#### Exercise requirements:
From the records below, extract only the lines running from the line with "fn project(pair: &TuplePair, middle: bool)" to the line with "vy = vy.rotate_right(6);", both lines included, reproducing them exactly.

===== Dataset entries =====

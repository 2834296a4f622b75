//! Right-table construction (stage G): 256-entry tables of rk10-byte
//! candidates indexed by a ciphertext-projection signature, for a fixed
//! triple of good pairs.

use crate::cipher::INV_SBOX;
use crate::pairs::TuplePair;

/// One entry in a right table: a candidate rk10 byte plus the signature it
/// produces.
#[derive(Debug, Clone, Copy, PartialEq, Eq, PartialOrd, Ord)]
pub struct RightTableEntry {
    /// Composite 16-bit signature `((vx XOR vy) << 8) | (vy XOR vz)`.
    pub xyyz: u16,
    /// The x-pair's projected value under this rk10 guess.
    pub x: u8,
    /// The candidate rk10 byte.
    pub rk10: u8,
}

fn project(pair: &TuplePair, middle: bool) -> u8 {
    if middle {
        (((pair.a.ct >> 8) as u64) ^ pair.a.tweak ^ (pair.a.tweak >> 32)) as u8
    } else {
        (((pair.a.ct >> 16) as u64) ^ (pair.a.tweak >> 8) ^ (pair.a.tweak >> 40)) as u8
    }
}

/// Builds one of the two right tables (`middle = true` for the middle rk10
/// byte, `false` for the most significant byte) for the given triple of
/// good pairs. Always exactly 256 entries, sorted by `(xyyz, x, rk10)`.
#[must_use]
pub fn build_right_table(x: &TuplePair, y: &TuplePair, z: &TuplePair, middle: bool) -> Vec<RightTableEntry> {
    let cx = project(x, middle);
    let cy = project(y, middle);
    let cz = project(z, middle);

    let mut table = Vec::with_capacity(256);
    for rk10 in 0..=255u8 {
        let mut vx = cx ^ rk10;
        let mut vy = cy ^ rk10;
        let mut vz = cz ^ rk10;
        if middle {
            vx = vx.rotate_right(6);
            vy = vy.rotate_right(6);
            vz = vz.rotate_right(6);
        }
        let vx = INV_SBOX[vx as usize];
        let vy = INV_SBOX[vy as usize];
        let vz = INV_SBOX[vz as usize];
        let xyyz = (u16::from(vx ^ vy) << 8) | u16::from(vy ^ vz);
        table.push(RightTableEntry { xyyz, x: vx, rk10 });
    }
    table.sort_unstable();
    table
}

/// Finds the first index in a sorted right table whose `xyyz` equals
/// `xyyz`. Returns `None` if absent.
#[must_use]
pub fn right_table_lookup(table: &[RightTableEntry], xyyz: u16) -> Option<usize> {
    let idx = table.partition_point(|e| e.xyyz < xyyz);
    if table.get(idx).map(|e| e.xyyz) == Some(xyyz) {
        Some(idx)
    } else {
        None
    }
}

#[cfg(test)]
mod tests {
    use super::*;
    use crate::tuple::Tuple;

    fn pair(ct: u32, tweak: u64) -> TuplePair {
        let a = Tuple { pt: 0, ct, tweak };
        TuplePair { a, b: a }
    }

    #[test]
    fn table_has_exactly_256_entries() {
        let x = pair(0x0102_03, 0);
        let y = pair(0x0304_05, 1);
        let z = pair(0x0506_07, 2);
        assert_eq!(build_right_table(&x, &y, &z, true).len(), 256);
        assert_eq!(build_right_table(&x, &y, &z, false).len(), 256);
    }

    #[test]
    fn lookup_finds_the_leftmost_matching_entry() {
        let x = pair(0x0102_03, 0);
        let y = pair(0x0304_05, 1);
        let z = pair(0x0506_07, 2);
        let table = build_right_table(&x, &y, &z, false);
        let first = table[0];
        let idx = right_table_lookup(&table, first.xyyz).unwrap();
        assert_eq!(table[idx].xyyz, first.xyyz);
        assert!(idx == 0 || table[idx - 1].xyyz != first.xyyz);
    }

    #[test]
    fn lookup_returns_none_for_absent_signature() {
        let x = pair(0x0102_03, 0);
        let y = pair(0x0304_05, 1);
        let z = pair(0x0506_07, 2);
        let table = build_right_table(&x, &y, &z, true);
        let present: std::collections::HashSet<_> = table.iter().map(|e| e.xyyz).collect();
        if let Some(missing) = (0..=u16::MAX).find(|v| !present.contains(v)) {
            assert!(right_table_lookup(&table, missing).is_none());
        }
    }
}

=====

#### Reply:
fn project(pair: &TuplePair, middle: bool) -> u8 {
    if middle {
        (((pair.a.ct >> 8) as u64) ^ pair.a.tweak ^ (pair.a.tweak >> 32)) as u8
    } else {
        (((pair.a.ct >> 16) as u64) ^ (pair.a.tweak >> 8) ^ (pair.a.tweak >> 40)) as u8
    }
}

/// Builds one of the two right tables (`middle = true` for the middle rk10
/// byte, `false` for the most significant byte) for the given triple of
/// good pairs. Always exactly 256 entries, sorted by `(xyyz, x, rk10)`.
#[must_use]
pub fn build_right_table(x: &TuplePair, y: &TuplePair, z: &TuplePair, middle: bool) -> Vec<RightTableEntry> {
    let cx = project(x, middle);
    let cy = project(y, middle);
    let cz = project(z, middle);

    let mut table = Vec::with_capacity(256);
    for rk10 in 0..=255u8 {
        let mut vx = cx ^ rk10;
        let mut vy = cy ^ rk10;
        let mut vz = cz ^ rk10;
        if middle {
            vx = vx.rotate_right(6);
            vy = vy.rotate_right(6);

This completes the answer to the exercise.